Numerous political officials condemned the bombing Monday and appealed for calm. Karachi’s mayor Mustafa Kamal asserted, “I want to appeal to the people, to my brothers, my elders to stay calm. I am hearing people are clashing with police and doctors. Please do not do that. That is what terrorists are aiming at. They want to see this city again on fire.” MQM leader Altaf Hussain, speaking to GEO News, echoed this appeal but added that he had been “repeatedly warning the citizens of Karachi and Pakistan” about the threat of Talibanization. “The authorities,” he noted, “did not pay heed to my warnings.”
Interior Minister Rehman Malik showed off his business euphemisms Monday when he appealed to Shias to cancel their next two days of processions, adding, “This pattern shows that this was a joint venture between Tehreek-i-Taliban and Lashkar-e-Jhangvi (LeJ).” This recognition of a connection between the “Pakistani Taliban” and the militant groups in Punjab is significant, particularly since groups like the LeJ and Sipah-e-Sahba are sectarian (anti-Shia) in essence.
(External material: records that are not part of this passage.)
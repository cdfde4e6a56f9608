//! Command execution pipeline.
//!
//! One run flows through the submodules in order: a [`session`] opens the
//! job directory, [`params`] resolves and materializes parameters,
//! [`command`] renders the command line, [`executor`] runs it, and
//! [`output`] assembles the declared return values. [`runner`] wires the
//! steps together behind [`CommandRunner::run`](runner::CommandRunner::run).

pub mod command;
pub mod executor;
pub mod output;
pub mod params;
pub mod runner;
pub mod session;
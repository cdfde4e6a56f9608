//! Per-run job identity and scratch directory.

use std::path::{Path, PathBuf};

use uuid::Uuid;

use crate::error::RunError;

/// Owns one run's job id and its scratch directory.
///
/// The directory is created by [`JobSession::open`] and removed recursively
/// by [`JobSession::close`] on the blocking thread pool. A session dropped
/// without being closed (a cancelled run) removes the directory in `Drop`.
/// Removal tolerates a directory that is already gone.
#[derive(Debug)]
pub struct JobSession {
    job_id: String,
    path: PathBuf,
    closed: bool,
}

impl JobSession {
    /// Generate a fresh job id and create `<base_dir>/<job_id>`.
    pub async fn open(base_dir: &Path) -> Result<Self, RunError> {
        let job_id = Uuid::new_v4().to_string();
        let session = Self {
            path: base_dir.join(&job_id),
            job_id,
            closed: false,
        };

        // On failure `session` is dropped, which removes anything that
        // create_dir_all managed to create.
        tokio::fs::create_dir_all(&session.path)
            .await
            .map_err(|e| {
                RunError::io(
                    format!("failed to create job directory {}", session.path.display()),
                    e,
                )
            })?;

        tracing::debug!(job_id = %session.job_id, path = %session.path.display(), "Job directory created");
        Ok(session)
    }

    pub fn job_id(&self) -> &str {
        &self.job_id
    }

    /// Scratch directory, as derived from the base directory.
    pub fn path(&self) -> &Path {
        &self.path
    }

    /// Remove the job directory without blocking the async runtime.
    pub async fn close(mut self) {
        self.closed = true;
        let path = self.path.clone();
        match tokio::task::spawn_blocking(move || std::fs::remove_dir_all(path)).await {
            Ok(result) => report_removal(&self.job_id, &self.path, result),
            Err(e) => {
                tracing::warn!(job_id = %self.job_id, error = %e, "Job directory removal task failed");
            }
        }
    }

    /// Absolute form of [`path`](Self::path).
    pub fn absolute_path(&self) -> PathBuf {
        std::path::absolute(&self.path).unwrap_or_else(|_| self.path.clone())
    }
}

impl Drop for JobSession {
    fn drop(&mut self) {
        if !self.closed {
            report_removal(&self.job_id, &self.path, std::fs::remove_dir_all(&self.path));
        }
    }
}

fn report_removal(job_id: &str, path: &Path, result: std::io::Result<()>) {
    match result {
        Ok(()) => {
            tracing::debug!(job_id, "Job directory removed");
        }
        Err(e) if e.kind() == std::io::ErrorKind::NotFound => {}
        Err(e) => {
            tracing::warn!(
                job_id,
                path = %path.display(),
                error = %e,
                "Failed to remove job directory",
            );
        }
    }
}

// ---------------------------------------------------------------------------
// Tests
// ---------------------------------------------------------------------------
//! Entry point for running a registered command.

use std::path::PathBuf;
use std::sync::Arc;
use std::time::Duration;

use tracing::Instrument;

use super::command::build_command_line;
use super::executor;
use super::output::{collect_outputs, ExecutionResult};
use super::params::{ParamMap, ParamResolver};
use super::session::JobSession;
use crate::error::RunError;
use crate::registry::CommandRegistry;
use crate::spec::CommandSpec;

/// Process-wide defaults applied to commands that do not set their own.
#[derive(Debug, Clone)]
pub struct RunnerConfig {
    /// Base directory for job directories of commands without a `cwd`.
    pub default_workdir: PathBuf,
    /// Subprocess deadline for commands without a `timeout_secs`.
    pub default_timeout: Option<Duration>,
}

impl Default for RunnerConfig {
    fn default() -> Self {
        Self {
            default_workdir: std::env::temp_dir().join("servecmd"),
            default_timeout: None,
        }
    }
}

/// Runs commands from a shared, read-only registry.
///
/// Each call to [`run`](Self::run) is independent: it owns its job
/// directory and parameter cache, so runs may proceed concurrently.
#[derive(Debug, Clone)]
pub struct CommandRunner {
    registry: Arc<CommandRegistry>,
    config: RunnerConfig,
}

impl CommandRunner {
    pub fn new(registry: Arc<CommandRegistry>, config: RunnerConfig) -> Self {
        Self { registry, config }
    }

    pub fn registry(&self) -> &CommandRegistry {
        &self.registry
    }

    /// Run command `name` with the caller's parameter values.
    ///
    /// Unknown commands fail before any job directory exists. Once the
    /// directory is created it is removed again on every exit path; a
    /// cancelled run leaves the removal to the session's `Drop`.
    pub async fn run(&self, name: &str, params: ParamMap) -> Result<ExecutionResult, RunError> {
        let spec = self
            .registry
            .lookup(name)
            .ok_or_else(|| RunError::CommandNotFound(name.to_string()))?;

        let session = JobSession::open(spec.base_dir(&self.config.default_workdir)).await?;
        let span = tracing::info_span!("run", command = %spec.name, job_id = %session.job_id());

        let result = self
            .run_in_session(&spec, &session, &params)
            .instrument(span)
            .await;
        session.close().await;
        result
    }

    async fn run_in_session(
        &self,
        spec: &CommandSpec,
        session: &JobSession,
        params: &ParamMap,
    ) -> Result<ExecutionResult, RunError> {
        let mut resolver = ParamResolver::new(&spec.params, session.path(), params);
        resolver.preload().await?;

        let cmd = build_command_line(&spec.command, session, &mut resolver).await?;
        tracing::info!(job_id = %session.job_id(), cmd = %cmd, "Command built");

        let timeout = spec.timeout.or(self.config.default_timeout);
        let output = executor::execute(session, &cmd, timeout).await?;

        let outputs = collect_outputs(&spec.returns, session.path(), &output).await?;
        Ok(ExecutionResult {
            job_id: session.job_id().to_string(),
            outputs,
        })
    }
}

// ---------------------------------------------------------------------------
// Tests
// ---------------------------------------------------------------------------

#[cfg(test)]
mod tests {
    use assert_matches::assert_matches;

    use super::*;
    use crate::execution::output::OutputValue;

    fn runner(base: &std::path::Path, yaml: &str) -> CommandRunner {
        let spec: CommandSpec = serde_yaml::from_str(yaml).expect("valid spec");
        let registry = CommandRegistry::from_specs([spec]).expect("registry");
        CommandRunner::new(
            Arc::new(registry),
            RunnerConfig {
                default_workdir: base.to_path_buf(),
                default_timeout: None,
            },
        )
    }

    fn is_empty_dir(path: &std::path::Path) -> bool {
        std::fs::read_dir(path).expect("read dir").next().is_none()
    }

    #[tokio::test]
    async fn unknown_command_creates_no_job_directory() {
        let base = tempfile::tempdir().expect("create temp dir");
        let runner = runner(base.path(), "name: echo\ncommand: [echo]\n");

        let result = runner.run("nope", ParamMap::new()).await;
        assert_matches!(result, Err(RunError::CommandNotFound(name)) if name == "nope");
        assert!(is_empty_dir(base.path()));
    }

    #[tokio::test]
    async fn job_directory_is_removed_after_success_and_failure() {
        let base = tempfile::tempdir().expect("create temp dir");
        let runner = runner(
            base.path(),
            "name: t\ncommand: [touch, out.txt]\nparams:\n  x: {required: true}\n",
        );

        runner
            .run("t", ParamMap::from([("x".to_string(), "1".into())]))
            .await
            .expect("run");
        assert!(is_empty_dir(base.path()));

        let result = runner.run("t", ParamMap::new()).await;
        assert_matches!(result, Err(RunError::MissingParam(_)));
        assert!(is_empty_dir(base.path()));
    }

    #[tokio::test]
    async fn command_cwd_overrides_default_workdir() {
        let base = tempfile::tempdir().expect("create temp dir");
        let own = tempfile::tempdir().expect("create temp dir");
        let yaml = format!(
            "name: pwd\ncwd: {}\ncommand: [pwd]\nreturn: [stdout]\n",
            own.path().display()
        );
        let runner = runner(base.path(), &yaml);

        let result = runner.run("pwd", ParamMap::new()).await.expect("run");
        let Some(OutputValue::Text(pwd)) = result.get("stdout") else {
            panic!("expected stdout");
        };
        assert!(pwd.trim_end().ends_with(&result.job_id), "{pwd}");
    }

    #[tokio::test]
    async fn spec_timeout_fails_the_run_and_cleans_up() {
        let base = tempfile::tempdir().expect("create temp dir");
        let runner = runner(base.path(), "name: slow\ntimeout_secs: 1\ncommand: [sleep, 30]\n");

        let result = runner.run("slow", ParamMap::new()).await;
        assert_matches!(result, Err(RunError::Timeout { .. }));
        assert!(is_empty_dir(base.path()));
    }
}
In the April issue of the CTC Sentinel, Hassan Abbas wrote that the LeJ is believed to be “the lynch pin of the alignment between Al Qaeda, the Pakistani Taliban and sectarian groups.” In the Long War Journal‘s coverage of Monday’s Karachi bombing, Bill Roggio noted the LeJ has a strong presence in South Waziristan, “where it formed alliances with the Taliban, Jaish-e-Mohammed, and Al Qaeda, and created a group called the Fedayeen-e-Islam,” which claimed responsibility for several attacks, including September 2008 attack on Islamabad’s Marriott Hotel and the March 2009 storming of the Lahore police station. In the wake of the military’s operation in South Waziristan, the LeJ and militants part of the TTP network reportedly shifted fighters to Karachi. Roggio noted, “Last week, Karachi police told the Daily Times that they had intelligence that indicated Lashkar-e-Jhangvi would strike at the Shia in Karachi.”